Todos los planes financiados con fondos federales, incluidos Medicare, Medicaid, TriCare y CHAMPUS, requieren el uso de la Regla de los 8 minutos, al igual que algunos pagadores comerciales . Para determinar los requisitos para los pagadores individuales, es mejor ponerse en contacto directamente con el pagador. y.
¿Qué método de facturación es mejor: la regla de los 8 minutos o SPM?
Depende. Obviamente, para Medicare y otros pagadores que requieren la regla de los 8 minutos, los proveedores no pueden elegir qué método de facturación utilizar. Para los pagadores comerciales que no tienen un requisito, los proveedores pueden querer completar ambos cálculos para ver qué método produce los mejores resultados. Según este recurso, «solo se puede utilizar un método de facturación por sesión de tratamiento individual». En caso de duda, comuníquese siempre con el pagador para obtener más información sobre sus requisitos de facturación específicos.
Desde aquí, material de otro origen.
// draftkeep-common: document, draft and save-status types shared across crates

pub mod edit;
pub mod status;
pub mod types;
use chrono::{DateTime, Utc};
use draftkeep_common::status::SaveStatus;
use tokio::sync::watch;

/// Publishes save status transitions to any number of observers.
#[derive(Debug)]
pub struct StatusBoard {
    tx: watch::Sender<SaveStatus>,
}

impl StatusBoard {
    pub fn new() -> Self {
        let (tx, _rx) = watch::channel(SaveStatus::default());
        Self { tx }
    }

    pub fn subscribe(&self) -> watch::Receiver<SaveStatus> {
        self.tx.subscribe()
    }

    pub fn current(&self) -> SaveStatus {
        self.tx.borrow().clone()
    }

    pub fn edited(&self, has_unsaved_changes: bool) {
        self.tx.send_modify(|status| status.record_edit(has_unsaved_changes));
    }

    pub fn saving(&self, retry_attempt: u32) {
        self.tx.send_modify(|status| status.record_attempt(retry_attempt));
    }

    pub fn saved(&self, at: DateTime<Utc>, has_unsaved_changes: bool) {
        self.tx.send_modify(|status| status.record_saved(at, has_unsaved_changes));
    }

    pub fn failed(&self, error: String, has_unsaved_changes: bool) {
        self.tx.send_modify(|status| status.record_failed(error, has_unsaved_changes));
    }

    pub fn abandoned(&self, has_unsaved_changes: bool) {
        self.tx.send_modify(|status| status.record_abandoned(has_unsaved_changes));
    }
}

impl Default for StatusBoard {
    fn default() -> Self {
        Self::new()
    }
}
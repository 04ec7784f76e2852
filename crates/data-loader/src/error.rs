//! Error types for the data-loader crate.
//!
//! Loading a catalog can fail because the file is missing, the CSV is
//! malformed, or a required column is absent. Missing genre data is NOT
//! an error: it simply produces an empty feature string.

use thiserror::Error;

/// Errors that can occur while loading a movie catalog
#[derive(Error, Debug)]
pub enum DataLoadError {
    /// File could not be found or opened
    #[error("Failed to open file: {path}")]
    FileNotFound { path: String },

    /// I/O error occurred while reading file
    #[error("I/O error: {0}")]
    IoError(#[from] std::io::Error),

    /// The CSV reader rejected a record
    #[error("CSV error: {0}")]
    Csv(#[from] csv::Error),

    /// Row in the catalog couldn't be parsed
    ///
    /// `line` is the 1-based line in the source file (header is line 1)
    #[error("Parse error at line {line} in {file}: {reason}")]
    ParseError {
        file: String,
        line: u64,
        reason: String,
    },

    /// The header row lacks a column the catalog needs
    #[error("Missing required column '{column}' in {file}")]
    MissingColumn { file: String, column: String },
}

/// Convenience type alias for Results in this crate
pub type Result<T> = std::result::Result<T, DataLoadError>;
//! Feature strings derived from genre tags.
//!
//! The catalog stores genres pipe-separated: "Animation|Children's|Comedy".
//! The similarity engine works on whitespace-separated bags of tokens, so
//! the pipes become spaces.

/// Build the bag-of-tokens feature string for one item
///
/// Example: "Adventure|Fantasy" -> "Adventure Fantasy"
///          "" -> ""
pub fn build_features(genre_field: &str) -> String {
    genre_field.replace('|', " ")
}

/// Split a pipe-separated genre field into its tags, dropping empty ones
pub fn split_genres(genre_field: &str) -> Vec<String> {
    genre_field
        .split('|')
        .map(str::trim)
        .filter(|tag| !tag.is_empty())
        .map(String::from)
        .collect()
}
//! Content-based recommender.
//!
//! Given a free-text query, pick the first catalog item whose title contains
//! it and return its nearest neighbours from the similarity matrix.

use crate::similarity::SimilarityMatrix;
use data_loader::{Catalog, ItemId};
use std::cmp::Ordering;
use tracing::{debug, warn};

/// Number of recommendations returned when the caller doesn't say
pub const DEFAULT_TOP_N: usize = 5;

/// Title list returned for an unmatched query
pub const NOT_FOUND: &str = "Movie not found";

/// One recommended item
#[derive(Debug, Clone, PartialEq)]
pub struct Neighbor {
    pub id: ItemId,
    pub title: String,
    pub score: f32,
}

/// Result of a recommendation request
#[derive(Debug, Clone, PartialEq)]
pub enum Recommendation {
    /// No catalog title contains the query
    NotFound,
    /// `source` is the matched item; `neighbors` are ranked best first
    Matched {
        source: ItemId,
        title: String,
        neighbors: Vec<Neighbor>,
    },
}

impl Recommendation {
    pub fn is_found(&self) -> bool {
        matches!(self, Recommendation::Matched { .. })
    }

    /// Ranked neighbours; empty when not found
    pub fn neighbors(&self) -> &[Neighbor] {
        match self {
            Recommendation::Matched { neighbors, .. } => neighbors,
            Recommendation::NotFound => &[],
        }
    }

    /// Recommended titles, or the single `NOT_FOUND` sentinel
    pub fn titles(&self) -> Vec<String> {
        match self {
            Recommendation::Matched { neighbors, .. } => {
                neighbors.iter().map(|n| n.title.clone()).collect()
            }
            Recommendation::NotFound => vec![NOT_FOUND.to_string()],
        }
    }
}

/// Recommend up to `top_n` items similar to the first title matching `query`.
///
/// ## Algorithm
/// 1. Trim and lowercase the query
/// 2. First item (lowest id) whose title contains it is the source
/// 3. Score every other item against the source
/// 4. Stable sort by score descending, so ties keep catalog order
/// 5. Take the first `top_n`
///
/// The source is excluded by id, so it never shows up in its own list even
/// when another item has an identical score or the source has no features.
pub fn recommend(
    query: &str,
    catalog: &Catalog,
    matrix: &SimilarityMatrix,
    top_n: usize,
) -> Recommendation {
    if matrix.len() != catalog.len() {
        warn!(
            "Similarity matrix size {} does not match catalog size {}",
            matrix.len(),
            catalog.len()
        );
    }

    let source = match catalog.search(query).next() {
        Some(item) => item,
        None => {
            debug!("No catalog title matches {:?}", query.trim());
            return Recommendation::NotFound;
        }
    };

    let mut scored: Vec<(ItemId, f32)> = catalog
        .items()
        .iter()
        .filter(|item| item.id != source.id)
        .map(|item| (item.id, matrix.get(source.id, item.id).unwrap_or(0.0)))
        .collect();

    // sort_by is stable
    scored.sort_by(|a, b| b.1.partial_cmp(&a.1).unwrap_or(Ordering::Equal));
    scored.truncate(top_n);

    let neighbors: Vec<Neighbor> = scored
        .into_iter()
        .filter_map(|(id, score)| {
            let item = catalog.get(id)?;
            Some(Neighbor {
                id,
                title: item.title.clone(),
                score,
            })
        })
        .collect();

    debug!(
        "Matched {:?} to {:?}, returning {} neighbours",
        query.trim(),
        source.title,
        neighbors.len()
    );

    Recommendation::Matched {
        source: source.id,
        title: source.title.clone(),
        neighbors,
    }
}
¿Cómo cambian las reglas si solo estoy facturando un servicio?
Si solo brinda un servicio, debe llegar 23 minutos antes de facturar la segunda unidad. Por ejemplo, si realizó 9 minutos de actividades terapéuticas y 10 minutos de terapia manual, facturaría una unidad cada uno, aunque el total sea 19 minutos. Pero, si realizaras 19 minutos de ejercicios terapéuticos, facturarías solo la unidad.(Como nota al margen, esto es cierto ya sea que esté utilizando la regla de SPM o de los 8 minutos).